Este domingo, 1 de noviembre, celebramos la solemnidad de todos los santos, es decir, de aquellos hermanos que habiendo concluido su caminar terrenal ya gozan de la Gloria, de la Vida eterna, esa vida definitiva que nos ha alcanzado el mismo Cristo Jesús, el Señor,  por su Pasión, Muerte y Resurrección.

Afirma tajantemente el Catecismo de la Iglesia Católica en el número 954: “Hasta que el Señor venga en su esplendor con todos sus ángeles y, destruida la muerte, tenga sometido todo, sus discípulos, unos peregrinan en la tierra; otros, ya difuntos, se purifican; mientras otros están glorificados, contemplando claramente a Dios mismo, uno y trino, tal cual es”.

Durante su ministerio público, Cristo Jesús, mostró cual debía de ser el estilo de vida que ha de identificar a sus discípulos de todos los tiempos, Él a través de su Palabra describe la vida bienaventurada.

Nos dice en Mt 5,3: “Bienaventurados los pobres de espíritu, porque de ellos es el Reino de los Cielos”. Es bienaventurada aquella persona que ha puesto su vida en las manos del Señor, los que se han despojado o desprendido de cualquier supuesta seguridad o atadura y han puesto su confianza en el Señor. De Él viene su fortaleza, la paz, el consuelo, la alegría, el ánimo y toda clase de bendición.

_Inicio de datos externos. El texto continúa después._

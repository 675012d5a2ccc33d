//! Crawl sampling and qualification tests

use std::collections::HashMap;
use std::sync::Arc;

use serde_json::json;
use wikireel::config::CrawlConfig;
use wikireel::models::TopicCategory;
use wiremock::matchers::{method, path, query_param};
use wiremock::{Mock, MockServer, ResponseTemplate};

use crate::common::*;

fn ok_providers() -> (Arc<StaticEmbedder>, Arc<StaticAudio>) {
    (Arc::new(StaticEmbedder::default()), Arc::new(StaticAudio::ok()))
}

#[tokio::test]
async fn test_crawl_collects_qualifying_articles() {
    let server = MockServer::start().await;
    mount_category(&server, "Physics", &[(1, "Atom"), (2, "Photon"), (3, "Quark")]).await;
    mount_good_page(&server, 1, "Atom").await;
    mount_good_page(&server, 2, "Photon").await;
    mount_good_page(&server, 3, "Quark").await;

    let (embedder, audio) = ok_providers();
    let mut crawler = crawler(
        &server,
        single_topic_config("Physics"),
        embedder.clone(),
        audio.clone(),
    );
    let outcome = crawler.crawl().await;

    assert_eq!(outcome.articles.len(), 3);
    let mut ids: Vec<i64> = outcome.articles.iter().map(|a| a.article_id).collect();
    ids.sort_unstable();
    assert_eq!(ids, vec![1, 2, 3]);

    let atom = outcome
        .articles
        .iter()
        .find(|a| a.article_id == 1)
        .unwrap();
    assert_eq!(atom.tags, ["Physics & Chemistry".to_string(), "Physics".to_string()]);
    assert_eq!(atom.article_data.article_sub_tag, "Physics");
    assert_eq!(atom.article_data.article_heading, "Atom");
    assert_eq!(atom.article_data.article_summary, "Atom is a test page.");
    assert_eq!(atom.article_data.article_link, "https://en.wikipedia.org/wiki/Atom");
    assert_eq!(
        atom.article_data.article_image,
        "https://upload.wikimedia.org/wikipedia/commons/1.jpg"
    );
    assert_eq!(atom.article_embedding.len(), 8);
    assert_eq!(atom.audio_data, Some(sample_audio_data()));

    // Later attempts see the same members again
    assert_eq!(outcome.stats.attempts, 3);
    assert_eq!(outcome.stats.skipped_duplicate, 6);
    assert_eq!(outcome.stats.collected, 3);

    let requests = audio.requests.lock().unwrap();
    assert_eq!(requests.len(), 3);
    let photon = requests.iter().find(|r| r.article_id == 2).unwrap();
    assert_eq!(photon.article_title, "Photon");
    assert_eq!(photon.article_description, "Photon is a test page.");
}

#[tokio::test]
async fn test_long_extract_is_truncated() {
    let server = MockServer::start().await;
    let extract = "é".repeat(600);
    mount_category(&server, "Physics", &[(11, "Long article")]).await;
    mount_page(&server, 11, "Long article", &extract, &["File:Long.png"]).await;
    mount_image(&server, "File:Long.png", "https://upload.wikimedia.org/long.png").await;

    let (embedder, audio) = ok_providers();
    let mut crawler = crawler(&server, single_topic_config("Physics"), embedder, audio);
    let outcome = crawler.crawl().await;

    let summary = &outcome.articles[0].article_data.article_summary;
    assert_eq!(summary.chars().count(), 503);
    assert!(summary.ends_with("..."));
    assert!(summary.starts_with("éé"));
}

#[tokio::test]
async fn test_articles_without_supported_image_are_excluded() {
    let server = MockServer::start().await;
    mount_category(
        &server,
        "Physics",
        &[(21, "Diagram only"), (22, "Shouting"), (23, "Photo")],
    )
    .await;
    mount_page(
        &server,
        21,
        "Diagram only",
        "Only vector art.",
        &["File:Diagram.svg", "File:Anim.gif"],
    )
    .await;
    // Extension matching is case-sensitive
    mount_page(&server, 22, "Shouting", "Upper-case file.", &["File:PHOTO.JPG"]).await;
    mount_good_page(&server, 23, "Photo").await;

    Mock::given(method("GET"))
        .and(path(API_PATH))
        .and(query_param("prop", "imageinfo"))
        .and(query_param("titles", "File:Diagram.svg"))
        .respond_with(ResponseTemplate::new(200))
        .expect(0)
        .mount(&server)
        .await;

    let (embedder, audio) = ok_providers();
    let mut crawler = crawler(&server, single_topic_config("Physics"), embedder.clone(), audio);
    let outcome = crawler.crawl().await;

    assert_eq!(outcome.articles.len(), 1);
    assert_eq!(outcome.articles[0].article_id, 23);
    assert_eq!(outcome.stats.skipped_no_image, 6);
    // Excluded candidates never reach the embedder
    assert_eq!(embedder.calls.load(std::sync::atomic::Ordering::SeqCst), 1);
}

#[tokio::test]
async fn test_first_resolvable_image_wins() {
    let server = MockServer::start().await;
    mount_category(&server, "Physics", &[(31, "Gallery")]).await;
    mount_page(
        &server,
        31,
        "Gallery",
        "Many pictures.",
        &["File:Icon.svg", "File:Lost.jpg", "File:Kept.jpeg", "File:Later.png"],
    )
    .await;
    Mock::given(method("GET"))
        .and(path(API_PATH))
        .and(query_param("prop", "imageinfo"))
        .and(query_param("titles", "File:Lost.jpg"))
        .respond_with(ResponseTemplate::new(200).set_body_json(json!({
            "query": {"pages": [{"title": "File:Lost.jpg", "missing": true}]}
        })))
        .mount(&server)
        .await;
    mount_image(&server, "File:Kept.jpeg", "https://upload.wikimedia.org/kept.jpeg").await;
    mount_image(&server, "File:Later.png", "https://upload.wikimedia.org/later.png").await;

    let (embedder, audio) = ok_providers();
    let mut crawler = crawler(&server, single_topic_config("Physics"), embedder, audio);
    let outcome = crawler.crawl().await;

    assert_eq!(
        outcome.articles[0].article_data.article_image,
        "https://upload.wikimedia.org/kept.jpeg"
    );
}

#[tokio::test]
async fn test_embedding_failure_drops_article() {
    let server = MockServer::start().await;
    mount_category(&server, "Physics", &[(1, "Atom"), (2, "Photon")]).await;
    mount_good_page(&server, 1, "Atom").await;
    mount_good_page(&server, 2, "Photon").await;

    let embedder = Arc::new(StaticEmbedder::failing_for(&["Photon"]));
    let audio = Arc::new(StaticAudio::ok());
    let mut crawler = crawler(&server, single_topic_config("Physics"), embedder, audio.clone());
    let outcome = crawler.crawl().await;

    assert_eq!(outcome.articles.len(), 1);
    assert_eq!(outcome.articles[0].article_data.article_heading, "Atom");
    assert_eq!(outcome.stats.skipped_no_embedding, 3);
    // No audio is requested for a dropped article
    assert!(audio.requests.lock().unwrap().iter().all(|r| r.article_id == 1));
}

#[tokio::test]
async fn test_audio_failure_keeps_article() {
    let server = MockServer::start().await;
    mount_category(&server, "Physics", &[(1, "Atom"), (2, "Photon")]).await;
    mount_good_page(&server, 1, "Atom").await;
    mount_good_page(&server, 2, "Photon").await;

    let embedder = Arc::new(StaticEmbedder::default());
    let audio = Arc::new(StaticAudio::failing());
    let mut crawler = crawler(&server, single_topic_config("Physics"), embedder, audio);
    let outcome = crawler.crawl().await;

    assert_eq!(outcome.articles.len(), 2);
    assert!(outcome.articles.iter().all(|a| a.audio_data.is_none()));
    assert_eq!(outcome.stats.missing_audio, 2);
}

#[tokio::test]
async fn test_per_category_quota() {
    let server = MockServer::start().await;
    let members: Vec<(i64, String)> = (1..=6).map(|i| (i, format!("Particle {i}"))).collect();
    let refs: Vec<(i64, &str)> = members.iter().map(|(i, t)| (*i, t.as_str())).collect();
    mount_category(&server, "Physics", &refs).await;
    for (id, title) in &members {
        mount_good_page(&server, *id, title).await;
    }

    let (embedder, audio) = ok_providers();
    let mut crawler = crawler(&server, single_topic_config("Physics"), embedder, audio);
    let outcome = crawler.crawl().await;

    assert_eq!(outcome.articles.len(), 4);
    assert_eq!(outcome.stats.attempts, 1);
    assert_eq!(outcome.stats.candidates, 4);
}

#[tokio::test]
async fn test_global_cap_across_topics() {
    let server = MockServer::start().await;
    let physics: Vec<(i64, String)> = (1..=4).map(|i| (i, format!("Physics {i}"))).collect();
    let music: Vec<(i64, String)> = (11..=14).map(|i| (i, format!("Music {i}"))).collect();

    for (subcategory, members) in [("Physics", &physics), ("Music", &music)] {
        let refs: Vec<(i64, &str)> = members.iter().map(|(i, t)| (*i, t.as_str())).collect();
        mount_category(&server, subcategory, &refs).await;
        for (id, title) in members {
            mount_good_page(&server, *id, title).await;
        }
    }

    let config = CrawlConfig {
        seed: Some(42),
        max_articles: 5,
        categories: vec![
            TopicCategory::new("Physics & Chemistry", &["Physics"]),
            TopicCategory::new("Music History", &["Music"]),
        ],
        ..Default::default()
    };
    let (embedder, audio) = ok_providers();
    let mut crawler = crawler(&server, config, embedder, audio);
    let outcome = crawler.crawl().await;

    assert_eq!(outcome.articles.len(), 5);

    let mut per_topic: HashMap<&str, usize> = HashMap::new();
    for article in &outcome.articles {
        *per_topic.entry(article.main_category()).or_default() += 1;
    }
    assert_eq!(per_topic["Physics & Chemistry"], 4);
    assert_eq!(per_topic["Music History"], 1);
}

#[tokio::test]
async fn test_default_catalog_stops_at_run_cap() {
    let server = MockServer::start().await;
    let catalog = TopicCategory::catalog();

    let mut next_id = 1;
    for topic in &catalog {
        for subcategory in &topic.subcategories {
            let members: Vec<(i64, String)> = (0..6)
                .map(|i| (next_id + i, format!("{subcategory} {i}")))
                .collect();
            next_id += 6;

            let refs: Vec<(i64, &str)> = members.iter().map(|(i, t)| (*i, t.as_str())).collect();
            mount_category(&server, subcategory, &refs).await;
            for (id, title) in &members {
                mount_good_page(&server, *id, title).await;
            }
        }
    }

    let config = CrawlConfig {
        seed: Some(2024),
        ..Default::default()
    };
    assert_eq!(config.categories.len(), 14);
    assert_eq!(config.max_articles, 26);

    let (embedder, audio) = ok_providers();
    let mut crawler = crawler(&server, config, embedder, audio);
    let outcome = crawler.crawl().await;

    assert_eq!(outcome.articles.len(), 26);
    assert_eq!(outcome.stats.collected, 26);

    let mut per_topic: HashMap<&str, usize> = HashMap::new();
    for article in &outcome.articles {
        *per_topic.entry(article.main_category()).or_default() += 1;
    }
    for topic in &catalog[..6] {
        assert_eq!(per_topic[topic.name.as_str()], 4, "topic {}", topic.name);
    }
    assert_eq!(per_topic[catalog[6].name.as_str()], 2);
    assert!(catalog[7..]
        .iter()
        .all(|topic| !per_topic.contains_key(topic.name.as_str())));
}

#[tokio::test]
async fn test_empty_category_consumes_attempts() {
    let server = MockServer::start().await;
    mount_category(&server, "Physics", &[]).await;

    Mock::given(method("GET"))
        .and(path(API_PATH))
        .and(query_param("prop", "extracts|images"))
        .respond_with(ResponseTemplate::new(200))
        .expect(0)
        .mount(&server)
        .await;

    let (embedder, audio) = ok_providers();
    let mut crawler = crawler(&server, single_topic_config("Physics"), embedder, audio);
    let outcome = crawler.crawl().await;

    assert!(outcome.articles.is_empty());
    assert_eq!(outcome.stats.attempts, 3);
    assert_eq!(outcome.stats.empty_categories, 3);
}

#[tokio::test]
async fn test_category_error_consumes_attempt() {
    let server = MockServer::start().await;

    Mock::given(method("GET"))
        .and(path(API_PATH))
        .and(query_param("list", "categorymembers"))
        .respond_with(ResponseTemplate::new(503))
        .expect(3)
        .mount(&server)
        .await;

    let (embedder, audio) = ok_providers();
    let mut crawler = crawler(&server, single_topic_config("Physics"), embedder, audio);
    let outcome = crawler.crawl().await;

    assert!(outcome.articles.is_empty());
    assert_eq!(outcome.stats.failed_requests, 3);
}

#[tokio::test]
async fn test_missing_and_empty_pages_are_skipped() {
    let server = MockServer::start().await;
    mount_category(&server, "Physics", &[(41, "Ghost"), (42, "Blank"), (43, "Real")]).await;

    Mock::given(method("GET"))
        .and(path(API_PATH))
        .and(query_param("prop", "extracts|images"))
        .and(query_param("titles", "Ghost"))
        .respond_with(ResponseTemplate::new(200).set_body_json(json!({
            "query": {"pages": [{"ns": 0, "title": "Ghost", "missing": true}]}
        })))
        .mount(&server)
        .await;
    mount_page(&server, 42, "Blank", "   ", &["File:Blank.jpg"]).await;
    mount_good_page(&server, 43, "Real").await;

    let config = CrawlConfig {
        max_attempts: 1,
        ..single_topic_config("Physics")
    };
    let (embedder, audio) = ok_providers();
    let mut crawler = crawler(&server, config, embedder, audio);
    let outcome = crawler.crawl().await;

    assert_eq!(outcome.articles.len(), 1);
    assert_eq!(outcome.articles[0].article_id, 43);
    assert_eq!(outcome.stats.skipped_missing, 1);
    assert_eq!(outcome.stats.skipped_no_summary, 1);
}

#[tokio::test]
async fn test_page_error_skips_only_that_candidate() {
    let server = MockServer::start().await;
    mount_category(&server, "Physics", &[(51, "Broken"), (52, "Fine")]).await;

    Mock::given(method("GET"))
        .and(path(API_PATH))
        .and(query_param("prop", "extracts|images"))
        .and(query_param("titles", "Broken"))
        .respond_with(ResponseTemplate::new(500))
        .mount(&server)
        .await;
    mount_good_page(&server, 52, "Fine").await;

    let config = CrawlConfig {
        max_attempts: 1,
        ..single_topic_config("Physics")
    };
    let (embedder, audio) = ok_providers();
    let mut crawler = crawler(&server, config, embedder, audio);
    let outcome = crawler.crawl().await;

    assert_eq!(outcome.articles.len(), 1);
    assert_eq!(outcome.articles[0].article_id, 52);
    assert_eq!(outcome.stats.failed_requests, 1);
}

#[tokio::test]
async fn test_links_are_percent_encoded() {
    let server = MockServer::start().await;
    mount_category(&server, "Physics", &[(61, "Schrödinger equation")]).await;
    mount_good_page(&server, 61, "Schrödinger equation").await;

    let (embedder, audio) = ok_providers();
    let mut crawler = crawler(&server, single_topic_config("Physics"), embedder, audio);
    let outcome = crawler.crawl().await;

    assert_eq!(
        outcome.articles[0].article_data.article_link,
        "https://en.wikipedia.org/wiki/Schr%C3%B6dinger_equation"
    );
}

Ha puesto al Señor Jesús como centro de su vida.

Es una felicidad que el mundo nunca podrá ofrecer por más que se disfrace en algo atrayente y gustoso.

Nos dirá también en Mt 5, 8: “Bienaventurados los limpios de corazón, porque ellos verán a Dios”. Será dichoso aquel que destierre de su vida el pecado, todo lo que lo contamina y destruye. El discípulo procura tener un corazón limpio, porqueevita ofender la santidad del Señor, y vive con la esperanza de gozar de su presencia para toda la eternidad.

Rogamos al Señor, nuestro Dios, para que por intercesión de todos los santos, un día también nosotros contemplemos su rostro y cantemos eternamente sus alabanzas.